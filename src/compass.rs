//! Ship bearings.

use core::fmt;
use core::str::FromStr;

use crate::common::ParseError;

/// Direction a ship is facing on the board.
///
/// `Unknown` is the fallback for unrecognised input; no shape other than the
/// single-cell barge can be laid out with it.
#[derive(Debug, Clone, Copy, PartialEq, Eq, Hash)]
#[cfg_attr(feature = "std", derive(serde::Serialize, serde::Deserialize))]
#[cfg_attr(feature = "std", serde(rename_all = "lowercase"))]
pub enum Compass {
    North,
    South,
    East,
    West,
    Unknown,
}

impl Compass {
    /// The four directions a shaped ship can be laid out along.
    pub const CARDINALS: [Compass; 4] = [
        Compass::North,
        Compass::South,
        Compass::East,
        Compass::West,
    ];

    /// Single-character code of the direction (`o` is west).
    pub const fn direction(self) -> char {
        match self {
            Compass::North => 'n',
            Compass::South => 's',
            Compass::East => 'e',
            Compass::West => 'o',
            Compass::Unknown => 'u',
        }
    }

    /// Map a character code back to a direction, `Unknown` if unrecognised.
    /// Upper-case codes are accepted as well.
    pub fn from_char(ch: char) -> Self {
        match ch.to_ascii_lowercase() {
            'n' => Compass::North,
            's' => Compass::South,
            'e' => Compass::East,
            'o' => Compass::West,
            _ => Compass::Unknown,
        }
    }

    pub fn is_cardinal(self) -> bool {
        self != Compass::Unknown
    }
}

impl fmt::Display for Compass {
    fn fmt(&self, f: &mut fmt::Formatter<'_>) -> fmt::Result {
        write!(f, "{}", self.direction())
    }
}

/// Parses a single bearing code; unlike [`Compass::from_char`] anything
/// unrecognised is an error.
impl FromStr for Compass {
    type Err = ParseError;

    fn from_str(s: &str) -> Result<Self, Self::Err> {
        let mut chars = s.trim().chars();
        match (chars.next(), chars.next()) {
            (Some(ch), None) if "nseou".contains(ch.to_ascii_lowercase()) => {
                Ok(Compass::from_char(ch))
            }
            _ => Err(ParseError::BadCompass),
        }
    }
}
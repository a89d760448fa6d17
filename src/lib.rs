/// Disc Episode Splitter
///
/// Splits multi-episode disc rips into one file per episode. Episode
/// boundaries are not stored on the discs; they are inferred by lining up
/// the chapter markers reported by `mkvinfo` with the cue timing of each
/// episode's subtitle file.

pub mod chapters;
pub mod config;
pub mod episodes;
pub mod mux;
pub mod processing;
pub mod subtitles;
pub mod video;

// Re-export main types for easy access
pub use crate::chapters::{
    align_disc, ChapterCacheManager, ChapterToEpisodeInfo, DiscAlignment, DiscChapterInfo, DiscKey,
};
pub use crate::config::{Config, ConfigBuilder};
pub use crate::episodes::{EpisodeGuide, PartCatalog};
pub use crate::processing::{PlanResult, PlanStatus, SplitPlanner};
pub use crate::subtitles::{EpisodeTiming, EpisodeTimings, TimingLookup};
pub use crate::video::{InspectionTool, MkvInfoRunner, ToolError};
use anyhow::Result;
use clap::{Arg, Command};
use disc_episode_splitter::{Config, MkvInfoRunner, SplitPlanner};
use std::path::PathBuf;
use std::sync::Arc;
use tracing::{debug, info, warn};
use tracing_subscriber::EnvFilter;

#[tokio::main]
async fn main() -> Result<()> {
    let matches = Command::new("Disc Episode Splitter")
        .version(env!("CARGO_PKG_VERSION"))
        .author("TigreRoll")
        .about("Split multi-episode disc rips into per-episode files")
        .arg(
            Arg::new("config")
                .short('c')
                .long("config")
                .value_name("FILE")
                .help("Configuration file (default: disc-splitter.toml)")
        )
        .arg(
            Arg::new("rips-dir")
                .short('d')
                .long("rips-dir")
                .value_name("DIR")
                .help("Directory containing one <part>-<disc> folder per ripped disc")
        )
        .arg(
            Arg::new("rebuild-cache")
                .long("rebuild-cache")
                .help("Inspect every disc again even if the chapter cache exists")
                .action(clap::ArgAction::SetTrue)
        )
        .arg(
            Arg::new("execute")
                .long("execute")
                .help("Run the split and remux commands instead of only planning them")
                .action(clap::ArgAction::SetTrue)
        )
        .arg(
            Arg::new("workers")
                .short('w')
                .long("workers")
                .value_name("NUM")
                .help("Number of parallel inspections")
                .value_parser(clap::value_parser!(usize))
        )
        .arg(
            Arg::new("verbose")
                .short('v')
                .long("verbose")
                .help("Enable verbose logging")
                .action(clap::ArgAction::SetTrue)
        )
        .get_matches();

    let (mut config, config_error) = match matches.get_one::<String>("config") {
        Some(path) => (Config::load_from(&PathBuf::from(path))?, None),
        None => match Config::load() {
            Ok(config) => (config, None),
            Err(e) => (Config::default(), Some(e)),
        },
    };

    let verbose = matches.get_flag("verbose");
    init_logging(&config.output.log_level, verbose);

    if let Some(e) = config_error {
        warn!("Failed to load config, using defaults: {}", e);
    }

    if let Some(rips_dir) = matches.get_one::<String>("rips-dir") {
        config.inputs.rips_dir = PathBuf::from(rips_dir);
    }
    if let Some(workers) = matches.get_one::<usize>("workers") {
        config.performance.max_workers = *workers;
    }
    if matches.get_flag("rebuild-cache") {
        config.cache.rebuild = true;
    }
    let execute = matches.get_flag("execute");

    config.validate()?;
    debug!("{}", config.summary());

    info!("🚀 Disc Episode Splitter starting...");
    info!("📁 Rips directory: {}", config.inputs.rips_dir.display());
    info!("📂 Output directory: {}", config.output.output_dir.display());

    let inspector = MkvInfoRunner::new(config.tools.mkvinfo.clone(), config.tools.inspect_timeout());
    let planner = SplitPlanner::new(config, Arc::new(inspector));

    let start_time = std::time::Instant::now();
    let results = planner.run(execute).await?;
    let duration = start_time.elapsed();

    info!("🎉 Planning completed in {:.2}s", duration.as_secs_f64());
    info!("✅ Successful: {}", results.successful);
    info!("❌ Failed: {}", results.failed);
    info!("⏭️ Skipped: {}", results.skipped);
    for disc in &results.discs {
        for diagnostic in &disc.diagnostics {
            warn!("⚠️ Disc {}-{}: {:?}", disc.part, disc.disc, diagnostic);
        }
    }

    if results.failed > 0 {
        anyhow::bail!("{} of {} discs failed", results.failed, results.total);
    }

    Ok(())
}

/// `RUST_LOG` wins over the configured level; `--verbose` wins over both
fn init_logging(level: &str, verbose: bool) {
    let filter = if verbose {
        EnvFilter::new("disc_episode_splitter=debug,disc_splitter=debug,info")
    } else {
        EnvFilter::try_from_default_env().unwrap_or_else(|_| {
            EnvFilter::new(format!("disc_episode_splitter={0},disc_splitter={0},warn", level))
        })
    };

    tracing_subscriber::fmt().with_env_filter(filter).init();
}
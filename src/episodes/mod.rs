/// Episode guide and disc manifest
///
/// The guide tells which episodes are extended-length specials, the manifest
/// tells which episodes each disc of each part holds and in which order.

pub mod guide;
pub mod manifest;

pub use guide::{EpisodeGuide, GuideDiagnostic, GuideError};
pub use manifest::{load_manifest, parse_manifest, ManifestError};

use crate::chapters::DiscKey;
use serde::{Deserialize, Serialize};
use std::collections::BTreeMap;

/// Runtime class markers taken from the guide titles
#[derive(Debug, Clone, Copy, Default, PartialEq, Eq, Serialize, Deserialize)]
pub struct SpecialFlags {
    pub one_hour: bool,
    pub two_hour: bool,
    pub two_point_five_hour: bool,
}

impl SpecialFlags {
    pub fn from_title(title: &str) -> Self {
        Self {
            one_hour: title.contains("(1 Hour Special)"),
            two_hour: title.contains("(2 Hour Special)"),
            two_point_five_hour: title.contains("(2.5 Hour Special)"),
        }
    }

    pub fn is_special(&self) -> bool {
        self.one_hour || self.two_hour || self.two_point_five_hour
    }
}

/// An episode as listed in the disc manifest
#[derive(Debug, Clone, PartialEq, Eq, Serialize, Deserialize)]
pub struct Episode {
    /// Guide identifier, not necessarily numeric (e.g. `219`, `1000-1001`)
    pub episode_number: String,
    pub title: String,
    pub specials: SpecialFlags,
}

impl Episode {
    pub fn new(episode_number: impl Into<String>, title: impl Into<String>, specials: SpecialFlags) -> Self {
        Self {
            episode_number: episode_number.into(),
            title: title.into(),
            specials,
        }
    }
}

/// Episodes of one disc in authoring order
#[derive(Debug, Clone, Default, PartialEq, Eq, Serialize, Deserialize)]
pub struct Disc {
    episodes: Vec<Episode>,
}

impl Disc {
    pub fn new(episodes: Vec<Episode>) -> Self {
        Self { episodes }
    }

    pub fn episodes(&self) -> &[Episode] {
        &self.episodes
    }

    pub fn is_single_episode(&self) -> bool {
        self.episodes.len() == 1
    }
}

/// A released volume and its discs, keyed by disc number
#[derive(Debug, Clone, Default, PartialEq, Eq)]
pub struct Part {
    discs: BTreeMap<u32, Disc>,
}

impl Part {
    pub fn new(discs: BTreeMap<u32, Disc>) -> Self {
        Self { discs }
    }

    pub fn discs(&self) -> &BTreeMap<u32, Disc> {
        &self.discs
    }
}

/// All parts of the release, keyed by part number
#[derive(Debug, Clone, Default, PartialEq, Eq)]
pub struct PartCatalog {
    parts: BTreeMap<u32, Part>,
}

impl PartCatalog {
    pub fn new(parts: BTreeMap<u32, Part>) -> Self {
        Self { parts }
    }

    pub fn parts(&self) -> &BTreeMap<u32, Part> {
        &self.parts
    }

    pub fn disc(&self, key: DiscKey) -> Option<&Disc> {
        self.parts.get(&key.part)?.discs.get(&key.disc)
    }

    /// Every disc in part/disc order
    pub fn discs(&self) -> impl Iterator<Item = (DiscKey, &Disc)> {
        self.parts.iter().flat_map(|(part_number, part)| {
            part.discs
                .iter()
                .map(move |(disc_number, disc)| (DiscKey::new(*part_number, *disc_number), disc))
        })
    }

    pub fn disc_count(&self) -> usize {
        self.parts.values().map(|part| part.discs.len()).sum()
    }

    pub fn episode_count(&self) -> usize {
        self.discs().map(|(_, disc)| disc.episodes.len()).sum()
    }
}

● ● ●

-- Task directions --
From the very first line of the records down to the line with "#[derive(Debug, Clone, Copy, PartialEq, Eq, Hash)]", please write out each line exactly, including both ends and no other lines.

-- Response box --
filename src/compass.rs
//! Ship bearings.

use core::fmt;
use core::str::FromStr;

use crate::common::ParseError;

/// Direction a ship is facing on the board.
///
/// `Unknown` is the fallback for unrecognised input; no shape other than the
/// single-cell barge can be laid out with it.
#[derive(Debug, Clone, Copy, PartialEq, Eq, Hash)]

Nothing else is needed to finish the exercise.